→ The task
Print, from the listing below, the lines starting at the line containing "week's reservation wage" and ending at the line containing "let (effort, corner)", exactly as they stand, and print nothing else.

START Data

//! Backward induction over weeks of unemployment
//!
//! Starting from the steady-state reservation wage at week `T + 1`, each
//! week `t = T..=0` is solved from week `t + 1` alone:
//!
//! - effort: `e_t = clamp(c'^{-1}(β/(1-β) · EX(w_{t+1})), 0, 1)`
//! - reservation wage: `ln w_t = (1-β)(U(b_t) - c(e_t)) + β ln w_{t+1} + β e_t EX(w_{t+1})`
//! - value of unemployment: `V_t = ln w_t / (1-β)`
//! - expected reemployment wage: mean offer above `w_t`
//!
//! A single pass, no fixed-point iteration.

use crate::assumptions::ModelParameters;
use crate::error::Result;
use crate::search::EffortCorner;

use super::cost::{benefit_utility, wage_utility};
use super::path::{TimePath, TimePathBuilder, WeekSolution};
use super::policy::BenefitPolicy;
use super::steady_state::SteadyState;
use super::worker::WorkerModel;

/// Finite-horizon solver for one `(worker, policy)` pair at a time
#[derive(Debug, Clone)]
pub struct BackwardInductionEngine {
    params: ModelParameters,
    horizon: usize,
}

impl BackwardInductionEngine {
    /// Create an engine solving weeks `0..=horizon`
    pub fn new(params: ModelParameters, horizon: usize) -> Self {
        Self { params, horizon }
    }

    pub fn horizon(&self) -> usize {
        self.horizon
    }

    /// Solve the full path for a worker under a benefit policy
    ///
    /// A degenerate reemployment-wage conditional is fatal for the pair and
    /// comes back tagged with its week.
    pub fn solve(&self, model: &WorkerModel, policy: &BenefitPolicy, boundary: &SteadyState) -> Result<TimePath> {
        let mut builder = TimePathBuilder::new(self.horizon, boundary.reservation_wage);

        while let Some(t) = builder.next_week() {
            let week = self.solve_week(model, policy.benefit(t), builder.continuation_wage(), t)?;
            builder.push(week)?;
        }

        let path = builder.freeze()?;
        let corners = path.corner_weeks();
        if let Some((first, corner)) = corners.first() {
            log::warn!(
                "{}: effort at a corner in {} of {} weeks (first at week {first}, {corner:?})",
                model.name(),
                corners.len(),
                path.weeks()
            );
        }
        log::debug!(
            "{}: solved {} weeks, w_0 = {:.6}, e_0 = {:.6}",
            model.name(),
            path.weeks(),
            path.reservation_wage()[0],
            path.effort()[0]
        );

        Ok(path)
    }

    /// One step of the recursion given next week's reservation wage
    fn solve_week(&self, model: &WorkerModel, benefit: f64, next_wage: f64, t: usize) -> Result<WeekSolution> {
        let beta = self.params.beta;
        let surplus = model.distribution.expected_log_surplus_above(next_wage)?;

        let unconstrained = model
            .cost
            .marginal_cost_inverse(self.params.discount_ratio() * surplus)?;
        let (effort, corner) = clamp_effort(unconstrained);

        let log_wage = (1.0 - beta) * (benefit_utility(benefit, self.params.eta) - model.cost.cost(effort))
            + beta * wage_utility(next_wage)
            + beta * model.cost.search_production(effort) * surplus;
        let reservation_wage = log_wage.exp();

        let reemployment_wage = model
            .distribution
            .expected_wage_above(reservation_wage)
            .map_err(|e| e.at_week(t))?;

        Ok(WeekSolution {
            reservation_wage,
            effort,
            value: wage_utility(reservation_wage) / (1.0 - beta),
            reemployment_wage,
            corner,
        })
    }
}

/// Clamp effort to `[0, 1]`, reporting which bound bit
fn clamp_effort(effort: f64) -> (f64, Option<EffortCorner>) {
    if effort > 1.0 {
        (1.0, Some(EffortCorner::Upper))
    } else if effort < 0.0 {
        (0.0, Some(EffortCorner::Lower))
    } else {
        (effort, None)
    }
}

END Data

→ Answer below
    /// One step of the recursion given next week's reservation wage
    fn solve_week(&self, model: &WorkerModel, benefit: f64, next_wage: f64, t: usize) -> Result<WeekSolution> {
        let beta = self.params.beta;
        let surplus = model.distribution.expected_log_surplus_above(next_wage)?;

        let unconstrained = model
            .cost
            .marginal_cost_inverse(self.params.discount_ratio() * surplus)?;
        let (effort, corner) = clamp_effort(unconstrained);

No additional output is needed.